Work request
Nothing but the lines from the one containing "memory.write_u32(Address::new(address + 12), address).unwrap();" through the final line of the data should be repeated, and each must be exact.

Data excerpts

****************************************

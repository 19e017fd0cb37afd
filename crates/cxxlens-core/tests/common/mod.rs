//! Shared fixtures: wasm32 layouts for the types the formatters know about,
//! and helpers that lay out records in a [`LinearMemory`].

#![allow(dead_code)]

use std::cell::Cell;

use cxxlens_core::memory::{LinearMemory, WasmInterface};
use cxxlens_core::types::{Address, Member, TypeInfo, TypeTable};
use cxxlens_core::{Result, Value};

/// Memory that counts how often it is read
pub struct CountingMemory
{
    memory: LinearMemory,
    reads: Cell<usize>,
}

impl CountingMemory
{
    pub fn new(memory: LinearMemory) -> Self
    {
        Self {
            memory,
            reads: Cell::new(0),
        }
    }

    pub fn reads(&self) -> usize
    {
        self.reads.get()
    }
}

impl WasmInterface for CountingMemory
{
    fn read_memory(&self, address: Address, length: u32) -> Result<Vec<u8>>
    {
        self.reads.set(self.reads.get() + 1);
        self.memory.read_memory(address, length)
    }
}

/// A value of the named type at `address`, panicking on unknown names.
pub fn value<'a>(memory: &'a dyn WasmInterface, types: &'a TypeTable, address: u32, type_name: &str) -> Value<'a>
{
    Value::of_type(memory, types, Address::new(address), type_name).unwrap()
}

/// Every fixture layout.
pub fn types() -> TypeTable
{
    let mut types = TypeTable::new();
    types.extend(primitives());
    types.extend(libcxx_string("std::__2::string", "char", 1, 11, true));
    types.extend(libcxx_string("std::__2::u16string", "char16_t", 2, 5, false));
    types.extend(libcxx_string("std::__2::wstring", "wchar_t", 4, 2, false));
    types.extend(containers());
    types.extend(rtl());
    types.extend(uno());
    types
}

fn primitives() -> Vec<TypeInfo>
{
    vec![
        TypeInfo::scalar("bool", 1),
        TypeInfo::scalar("uint8_t", 1),
        TypeInfo::scalar("int8_t", 1),
        TypeInfo::scalar("char", 1),
        TypeInfo::scalar("uint16_t", 2),
        TypeInfo::scalar("int16_t", 2),
        TypeInfo::scalar("uint32_t", 4),
        TypeInfo::scalar("int32_t", 4),
        TypeInfo::scalar("uint64_t", 8),
        TypeInfo::scalar("int64_t", 8),
        TypeInfo::scalar("float", 4),
        TypeInfo::scalar("double", 8),
        TypeInfo::scalar("char16_t", 2).with_alias("sal_Unicode"),
        TypeInfo::scalar("char32_t", 4),
        TypeInfo::scalar("wchar_t", 4),
        TypeInfo::scalar("unsigned __int128", 16),
        TypeInfo::scalar("__int128", 16),
        TypeInfo::scalar("__externref_t", 8),
        TypeInfo::pointer("char *", "char"),
        TypeInfo::pointer("char16_t *", "char16_t"),
        TypeInfo::pointer("wchar_t *", "wchar_t"),
        TypeInfo::pointer("int32_t *", "int32_t"),
        TypeInfo::pointer("void *", "void"),
    ]
}

/// libc++ alternate string layout: `__long { __cap_, __size_, __data_ }` and
/// a short record whose first byte is the size, optionally wrapped in an
/// anonymous union.
fn libcxx_string(name: &str, unit: &str, unit_size: u32, inline_units: u32, size_union: bool) -> Vec<TypeInfo>
{
    let long = format!("{name}::__long");
    let short = format!("{name}::__short");
    let short_union = format!("{name}::__short::<union>");
    let rep = format!("{name}::__rep");
    let rep_union = format!("{name}::__rep::<union>");
    let pair = format!("{name}::__compressed_pair");
    let inline = format!("{unit}[{inline_units}]");

    let short_members = if size_union {
        vec![Member::new("<union>", short_union.as_str(), 0), Member::new("__data_", inline.as_str(), 1)]
    } else {
        vec![
            Member::new("__size_", "uint8_t", 0),
            Member::new("__data_", inline.as_str(), unit_size),
        ]
    };

    vec![
        TypeInfo::array(inline.as_str(), unit, Some(inline_units), inline_units * unit_size),
        TypeInfo::structure(short_union.as_str(), 1, vec![Member::new("__size_", "uint8_t", 0)]),
        TypeInfo::structure(short.as_str(), 12, short_members),
        TypeInfo::structure(
            long.as_str(),
            12,
            vec![
                Member::new("__cap_", "uint32_t", 0),
                Member::new("__size_", "uint32_t", 4),
                Member::new("__data_", format!("{unit} *"), 8),
            ],
        ),
        TypeInfo::structure(
            rep_union.as_str(),
            12,
            vec![Member::new("__l", long.as_str(), 0), Member::new("__s", short.as_str(), 0)],
        ),
        TypeInfo::structure(rep.as_str(), 12, vec![Member::new("<union>", rep_union.as_str(), 0)]),
        TypeInfo::structure(pair.as_str(), 12, vec![Member::new("__value_", rep.as_str(), 0)]),
        TypeInfo::structure(name, 12, vec![Member::new("__r_", pair.as_str(), 0)]),
    ]
}

fn containers() -> Vec<TypeInfo>
{
    vec![
        TypeInfo::structure(
            "std::__2::vector<int32_t, std::__2::allocator<int32_t> >",
            12,
            vec![
                Member::new("__begin_", "int32_t *", 0),
                Member::new("__end_", "int32_t *", 4),
                Member::new("__end_cap_", "int32_t *", 8),
            ],
        ),
        TypeInfo::array("int32_t[]", "int32_t", None, 0),
    ]
}

fn rtl() -> Vec<TypeInfo>
{
    vec![
        TypeInfo::array("char[1]", "char", Some(1), 1),
        TypeInfo::array("sal_Unicode[1]", "sal_Unicode", Some(1), 2),
        TypeInfo::structure(
            "_rtl_String",
            12,
            vec![
                Member::new("refCount", "int32_t", 0),
                Member::new("length", "int32_t", 4),
                Member::new("buffer", "char[1]", 8),
            ],
        )
        .with_alias("rtl_String"),
        TypeInfo::structure(
            "_rtl_uString",
            12,
            vec![
                Member::new("refCount", "int32_t", 0),
                Member::new("length", "int32_t", 4),
                Member::new("buffer", "sal_Unicode[1]", 8),
            ],
        )
        .with_alias("rtl_uString"),
        TypeInfo::pointer("rtl_String *", "_rtl_String"),
        TypeInfo::pointer("rtl_uString *", "_rtl_uString"),
        TypeInfo::structure("rtl::OString", 4, vec![Member::new("pData", "rtl_String *", 0)]),
        TypeInfo::structure("rtl::OUString", 4, vec![Member::new("pData", "rtl_uString *", 0)]),
    ]
}

pub const TYPE_REF: &str = "_typelib_TypeDescriptionReference";
pub const TYPE_DESC: &str = "_typelib_TypeDescription";
pub const POINT: &str = "com::sun::star::awt::Point";

fn uno() -> Vec<TypeInfo>
{
    vec![
        TypeInfo::structure(
            TYPE_REF,
            24,
            vec![
                Member::new("nRefCount", "int32_t", 0),
                Member::new("nStaticRefCount", "int32_t", 4),
                Member::new("eTypeClass", "uint32_t", 8),
                Member::new("pTypeName", "rtl_uString *", 12),
                Member::new("pType", "_typelib_TypeDescription *", 16),
                Member::new("pUniqueIdentifier", "void *", 20),
            ],
        ),
        TypeInfo::pointer("_typelib_TypeDescriptionReference *", TYPE_REF),
        TypeInfo::structure(
            TYPE_DESC,
            16,
            vec![
                Member::new("nRefCount", "int32_t", 0),
                Member::new("eTypeClass", "uint32_t", 4),
                Member::new("pTypeName", "rtl_uString *", 8),
                Member::new("pSelf", "_typelib_TypeDescription *", 12),
            ],
        ),
        TypeInfo::pointer("_typelib_TypeDescription *", TYPE_DESC),
        TypeInfo::structure(
            "_typelib_IndirectTypeDescription",
            20,
            vec![
                Member::new("aBase", TYPE_DESC, 0),
                Member::new("pType", "_typelib_TypeDescriptionReference *", 16),
            ],
        ),
        TypeInfo::structure(
            "_typelib_CompoundTypeDescription",
            24,
            vec![
                Member::new("aBase", TYPE_DESC, 0),
                Member::new("pBaseTypeDescription", "void *", 16),
                Member::new("nMembers", "int32_t", 20),
            ],
        ),
        TypeInfo::structure(
            "_typelib_StructTypeDescription",
            28,
            vec![
                Member::new("aBase", "_typelib_CompoundTypeDescription", 0),
                Member::new("pParameterizedTypes", "void *", 24),
            ],
        ),
        TypeInfo::structure(
            "com::sun::star::uno::Type",
            4,
            vec![Member::new("_pType", "_typelib_TypeDescriptionReference *", 0)],
        ),
        TypeInfo::structure(
            "_uno_Any",
            12,
            vec![
                Member::new("pType", "_typelib_TypeDescriptionReference *", 0),
                Member::new("pData", "void *", 4),
                Member::new("pReserved", "void *", 8),
            ],
        )
        .with_alias("com::sun::star::uno::Any"),
        TypeInfo::structure(
            "_sal_Sequence",
            12,
            vec![
                Member::new("nRefCount", "int32_t", 0),
                Member::new("nElements", "int32_t", 4),
                Member::new("elements", "char[1]", 8),
            ],
        ),
        TypeInfo::pointer("_sal_Sequence *", "_sal_Sequence"),
        TypeInfo::structure(
            "com::sun::star::uno::Sequence<int32_t>",
            4,
            vec![Member::new("_pSequence", "_sal_Sequence *", 0)],
        ),
        TypeInfo::structure(
            "com::sun::star::uno::Sequence<com::sun::star::beans::PropertyValue>",
            4,
            vec![Member::new("_pSequence", "_sal_Sequence *", 0)],
        ),
        TypeInfo::structure(
            "com::sun::star::beans::PropertyValue",
            24,
            vec![
                Member::new("Name", "rtl::OUString", 0),
                Member::new("Handle", "int32_t", 4),
                Member::new("Value", "com::sun::star::uno::Any", 8),
                Member::new("State", "int32_t", 20),
            ],
        ),
        TypeInfo::structure(
            "com::sun::star::uno::XInterface",
            4,
            vec![Member::new("_vptr", "void *", 0)],
        ),
        TypeInfo::pointer("com::sun::star::uno::XInterface *", "com::sun::star::uno::XInterface"),
        TypeInfo::structure(
            "com::sun::star::uno::Reference<com::sun::star::uno::XInterface>",
            4,
            vec![Member::new("_pInterface", "com::sun::star::uno::XInterface *", 0)],
        ),
        TypeInfo::structure(
            POINT,
            8,
            vec![Member::new("X", "int32_t", 0), Member::new("Y", "int32_t", 4)],
        ),
    ]
}

/*
 * Memory writers
 */

/// An `_rtl_uString` record holding `text`, terminator included.
pub fn write_ustring(memory: &mut LinearMemory, address: u32, text: &str)
{
    let units: Vec<u16> = text.encode_utf16().collect();
    memory.write_u32(Address::new(address), 1).unwrap();
    memory.write_u32(Address::new(address + 4), units.len() as u32).unwrap();
    for (index, unit) in units.iter().chain(std::iter::once(&0)).enumerate() {
        memory.write_u16(Address::new(address + 8 + 2 * index as u32), *unit).unwrap();
    }
}

/// An `_rtl_String` record holding `text`, terminator included.
pub fn write_string(memory: &mut LinearMemory, address: u32, text: &str)
{
    memory.write_u32(Address::new(address), 1).unwrap();
    memory.write_u32(Address::new(address + 4), text.len() as u32).unwrap();
    memory.write(Address::new(address + 8), text.as_bytes()).unwrap();
    memory.write(Address::new(address + 8 + text.len() as u32), &[0]).unwrap();
}

/// A `_typelib_TypeDescriptionReference`.
pub fn write_type_ref(memory: &mut LinearMemory, address: u32, type_class: u32, name: u32, description: u32)
{
    memory.write_u32(Address::new(address), 1).unwrap();
    memory.write_u32(Address::new(address + 8), type_class).unwrap();
    memory.write_u32(Address::new(address + 12), name).unwrap();
    memory.write_u32(Address::new(address + 16), description).unwrap();
}

/// A `_typelib_TypeDescription` (also the head of every derived description).
pub fn write_type_description(memory: &mut LinearMemory, address: u32, type_class: u32, name: u32)
{
    memory.write_u32(Address::new(address), 1).unwrap();
    memory.write_u32(Address::new(address + 4), type_class).unwrap();
    memory.write_u32(Address::new(address + 8), name).unwrap();
    memory.write_u32(Address::new(address + 12), address).unwrap();
}

/// A `uno_Any`.
pub fn write_any(memory: &mut LinearMemory, address: u32, type_ref: u32, data: u32)
{
    memory.write_u32(Address::new(address), type_ref).unwrap();
    memory.write_u32(Address::new(address + 4), data).unwrap();
}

****************************************

Task result
    memory.write_u32(Address::new(address + 12), address).unwrap();
}

/// A `uno_Any`.
pub fn write_any(memory: &mut LinearMemory, address: u32, type_ref: u32, data: u32)
{
    memory.write_u32(Address::new(address), type_ref).unwrap();
    memory.write_u32(Address::new(address + 4), data).unwrap();
}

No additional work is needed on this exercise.